_Available records_:
* * * *
//! # tdswire-types
//!
//! Value model shared by every tdswire layer.
//!
//! The wire codec in `tdswire-protocol` decodes column and parameter data
//! into [`SqlValue`]; applications move between `SqlValue` and Rust types
//! through [`FromSql`] and [`ToSql`].
//!
//! Values are kept lossless: `BIGINT` stays an `i64`, and `DECIMAL`,
//! `NUMERIC`, `MONEY` and `SMALLMONEY` decode into [`Numeric`], an `i128`
//! mantissa with a decimal scale. Conversions that would lose precision are
//! reported as [`TypeError::OutOfRange`] instead of rounding silently.
//!
//! ## Features
//!
//! - `decimal` (default): conversions between [`Numeric`] and
//!   `rust_decimal::Decimal`
//!
//! ## Type Mappings
//!
//! | SQL Server Type | Rust Type |
//! |-----------------|-----------|
//! | `BIT` | `bool` |
//! | `TINYINT` | `u8` |
//! | `SMALLINT` | `i16` |
//! | `INT` | `i32` |
//! | `BIGINT` | `i64` |
//! | `REAL` | `f32` |
//! | `FLOAT` | `f64` |
//! | `DECIMAL`/`NUMERIC`/`MONEY` | [`Numeric`] |
//! | `CHAR`/`VARCHAR`/`NCHAR`/`NVARCHAR` | `String` |
//! | `BINARY`/`VARBINARY` | `bytes::Bytes` |
//! | `DATE` | `chrono::NaiveDate` |
//! | `TIME` | `chrono::NaiveTime` |
//! | `DATETIME`/`DATETIME2` | `chrono::NaiveDateTime` |
//! | `DATETIMEOFFSET` | `chrono::DateTime<FixedOffset>` |
//! | `UNIQUEIDENTIFIER` | `uuid::Uuid` |

#![warn(missing_docs)]
#![deny(unsafe_code)]

pub mod error;
pub mod from_sql;
pub mod numeric;
pub mod to_sql;
pub mod value;

pub use error::TypeError;
pub use from_sql::FromSql;
pub use numeric::Numeric;
pub use to_sql::ToSql;
pub use value::SqlValue;
//! Trait for converting Rust types to SQL values.

use bytes::Bytes;
use chrono::{DateTime, FixedOffset, NaiveDate, NaiveDateTime, NaiveTime};
use uuid::Uuid;

use crate::error::TypeError;
use crate::numeric::Numeric;
use crate::value::SqlValue;

/// Trait for types that can be bound as request parameters.
pub trait ToSql {
    /// Convert this value to a SQL value.
    fn to_sql(&self) -> Result<SqlValue, TypeError>;

    /// SQL type name used when the caller does not declare one.
    fn sql_type(&self) -> &'static str;
}

macro_rules! impl_to_sql {
    ($($ty:ty => $variant:ident, $name:literal);* $(;)?) => {
        $(
            impl ToSql for $ty {
                fn to_sql(&self) -> Result<SqlValue, TypeError> {
                    Ok(SqlValue::$variant(self.clone()))
                }

                fn sql_type(&self) -> &'static str {
                    $name
                }
            }
        )*
    };
}

impl_to_sql! {
    bool => Bool, "BIT";
    u8 => TinyInt, "TINYINT";
    i16 => SmallInt, "SMALLINT";
    i32 => Int, "INT";
    i64 => BigInt, "BIGINT";
    f32 => Float, "REAL";
    f64 => Double, "FLOAT";
    Numeric => Numeric, "NUMERIC";
    String => String, "NVARCHAR";
    Bytes => Binary, "VARBINARY";
    Uuid => Uuid, "UNIQUEIDENTIFIER";
    NaiveDate => Date, "DATE";
    NaiveTime => Time, "TIME";
    NaiveDateTime => DateTime, "DATETIME2";
    DateTime<FixedOffset> => DateTimeOffset, "DATETIMEOFFSET";
}

impl ToSql for &str {
    fn to_sql(&self) -> Result<SqlValue, TypeError> {
        Ok(SqlValue::String((*self).to_owned()))
    }

    fn sql_type(&self) -> &'static str {
        "NVARCHAR"
    }
}

impl ToSql for &[u8] {
    fn to_sql(&self) -> Result<SqlValue, TypeError> {
        Ok(SqlValue::Binary(Bytes::copy_from_slice(self)))
    }

    fn sql_type(&self) -> &'static str {
        "VARBINARY"
    }
}

#[cfg(feature = "decimal")]
impl ToSql for rust_decimal::Decimal {
    fn to_sql(&self) -> Result<SqlValue, TypeError> {
        Ok(SqlValue::Numeric(Numeric::from(*self)))
    }

    fn sql_type(&self) -> &'static str {
        "DECIMAL"
    }
}

impl<T: ToSql> ToSql for Option<T> {
    fn to_sql(&self) -> Result<SqlValue, TypeError> {
        match self {
            Some(v) => v.to_sql(),
            None => Ok(SqlValue::Null),
        }
    }

    fn sql_type(&self) -> &'static str {
        match self {
            Some(v) => v.sql_type(),
            None => "NULL",
        }
    }
}

#[cfg(test)]
#[allow(clippy::unwrap_used)]
mod tests {
    use super::*;

    #[test]
    fn test_to_sql_scalars() {
        assert_eq!(42i32.to_sql().unwrap(), SqlValue::Int(42));
        assert_eq!("hi".to_sql().unwrap(), SqlValue::String("hi".into()));
        assert_eq!(i64::MAX.to_sql().unwrap(), SqlValue::BigInt(i64::MAX));
    }

    #[test]
    fn test_option_to_sql() {
        let none: Option<i32> = None;
        assert!(none.to_sql().unwrap().is_null());
        assert_eq!(none.sql_type(), "NULL");
    }
}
* * * *
_Task to complete_:
Determine how many lines of the records above contain the word "between", and report only that number.

_Answer to this problem_:
2